Other Patent Litigation
Cialis: In July 2005, Vanderbilt University filed a lawsuit in the United States District Court in Delaware against ICOS Corporation seeking to add three of its scientists as co-inventors on the Cialis compound and method-of-use patents. In January 2009, the district court judge ruled in our favor, declining to add any of these scientists as an inventor on either patent. The plaintiff appealed this ruling to the Court of Appeals for the Federal Circuit, which affirmed the lower court ruling in April 2010, and, in June 2010, further denied a rehearing of the case. The plaintiffs may seek a review of this decision by the U.S. Supreme Court. An unfavorable final outcome could have a material adverse impact on our consolidated results of operations, liquidity, and financial position.

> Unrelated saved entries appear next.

//! Geometric value types shared with the engine.
//!
//! Matrices use the engine's row-vector convention: `v[0..4]` is the x axis,
//! `v[4..8]` the y axis, `v[8..12]` the z axis and `v[12..16]` the
//! translation. Script sees the same 16 numbers in the same order.

#[repr(C)]
#[derive(Debug, Clone, Copy, PartialEq, Default)]
pub struct Vector2 {
    pub x: f32,
    pub y: f32,
}

#[repr(C)]
#[derive(Debug, Clone, Copy, PartialEq, Default)]
pub struct Vector3 {
    pub x: f32,
    pub y: f32,
    pub z: f32,
}

#[repr(C)]
#[derive(Debug, Clone, Copy, PartialEq, Default)]
pub struct Vector4 {
    pub x: f32,
    pub y: f32,
    pub z: f32,
    pub w: f32,
}

#[repr(C)]
#[derive(Debug, Clone, Copy, PartialEq)]
pub struct Quaternion {
    pub x: f32,
    pub y: f32,
    pub z: f32,
    pub w: f32,
}

impl Quaternion {
    pub const IDENTITY: Self = Self {
        x: 0.0,
        y: 0.0,
        z: 0.0,
        w: 1.0,
    };
}

impl Default for Quaternion {
    fn default() -> Self {
        Self::IDENTITY
    }
}

/// Rotation part of a local transform, one row per axis.
#[repr(C)]
#[derive(Debug, Clone, Copy, PartialEq)]
pub struct Matrix3x3 {
    pub x: Vector3,
    pub y: Vector3,
    pub z: Vector3,
}

impl Matrix3x3 {
    pub const IDENTITY: Self = Self {
        x: Vector3 { x: 1.0, y: 0.0, z: 0.0 },
        y: Vector3 { x: 0.0, y: 1.0, z: 0.0 },
        z: Vector3 { x: 0.0, y: 0.0, z: 1.0 },
    };
}

impl Default for Matrix3x3 {
    fn default() -> Self {
        Self::IDENTITY
    }
}

#[repr(C)]
#[derive(Debug, Clone, Copy, PartialEq)]
pub struct Matrix4x4 {
    pub v: [f32; 16],
}

impl Matrix4x4 {
    pub const IDENTITY: Self = Self {
        v: [
            1.0, 0.0, 0.0, 0.0, //
            0.0, 1.0, 0.0, 0.0, //
            0.0, 0.0, 1.0, 0.0, //
            0.0, 0.0, 0.0, 1.0,
        ],
    };

    pub fn translation(&self) -> Vector3 {
        Vector3 {
            x: self.v[12],
            y: self.v[13],
            z: self.v[14],
        }
    }
}

impl Default for Matrix4x4 {
    fn default() -> Self {
        Self::IDENTITY
    }
}

/// Fixed-length float aggregates that travel as script number arrays.
pub trait FloatTuple: Copy + 'static {
    const LEN: usize;
    const NAME: &'static str;

    /// Build from `f(0)..f(LEN)`.
    fn from_fn(f: impl FnMut(usize) -> f32) -> Self;

    /// Component `i`, `i < LEN`.
    fn component(&self, i: usize) -> f32;
}

macro_rules! impl_float_tuple {
    ($($ty:ident [$($field:ident),+] = $len:literal),* $(,)?) => {
        $(
            impl FloatTuple for $ty {
                const LEN: usize = $len;
                const NAME: &'static str = stringify!($ty);

                fn from_fn(mut f: impl FnMut(usize) -> f32) -> Self {
                    let mut i = 0;
                    let mut next = || {
                        i += 1;
                        f(i - 1)
                    };
                    Self { $($field: next()),+ }
                }

                fn component(&self, i: usize) -> f32 {
                    [$(self.$field),+][i]
                }
            }
        )*
    };
}

impl_float_tuple!(
    Vector2[x, y] = 2,
    Vector3[x, y, z] = 3,
    Vector4[x, y, z, w] = 4,
    Quaternion[x, y, z, w] = 4,
);

impl FloatTuple for Matrix4x4 {
    const LEN: usize = 16;
    const NAME: &'static str = "Matrix4x4";

    fn from_fn(f: impl FnMut(usize) -> f32) -> Self {
        Self {
            v: std::array::from_fn(f),
        }
    }

    fn component(&self, i: usize) -> f32 {
        self.v[i]
    }
}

Shareholder Derivative Litigation
In 2007, the company received two demands from shareholders that the board of directors cause the company to take legal action against current and former directors and others for allegedly causing damage to the company through improper marketing of Evista, Prozac, and Zyprexa. In accordance with procedures established under the Indiana Business Corporation Law (Ind. Code § 23-1-32), the board appointed a committee of independent persons to consider the demands and determine what action, if any, the company should take in response. Since January 2008, we have been served with seven shareholder derivative lawsuits: Lambrecht, et al. v. Taurel, et al., filed January 17, 2008, in the U.S. District Court for the Southern District of Indiana; Staehr, et al. v. Eli Lilly and Company, et al., filed March 27, 2008, in Marion County Superior Court in Indianapolis, Indiana; Waldman, et al., v. Eli Lilly and Company, et al., filed February 11, 2008, in the U.S. District Court for the Eastern District of New York; Solomon v. Eli Lilly and Company, et al., filed March 27, 2008, in Marion County Superior Court in Indianapolis, Indiana; Robbins v. Taurel, et al., filed April 9, 2008, in the U.S. District Court for the Eastern District of New York; City of Taylor General Employees Retirement System v. Taurel, et al., filed April 15, 2008, in the U.S. District Court for the Eastern District of New York; and Zemprelli v. Taurel, et al., filed June 24, 2008, in the U.S. District Court for the Southern District of Indiana. Two of these lawsuits were filed by the shareholders who served the demands described above. All seven lawsuits are nominally filed on behalf of the company, against various current and former directors and officers and allege that the named officers and directors harmed the company through the improper marketing of Zyprexa, and in certain suits, Evista and Prozac. The Zemprelli suit also claims that certain defendants violated Sections 10(b) and 20(a) of the Securities Exchange Act of 1934.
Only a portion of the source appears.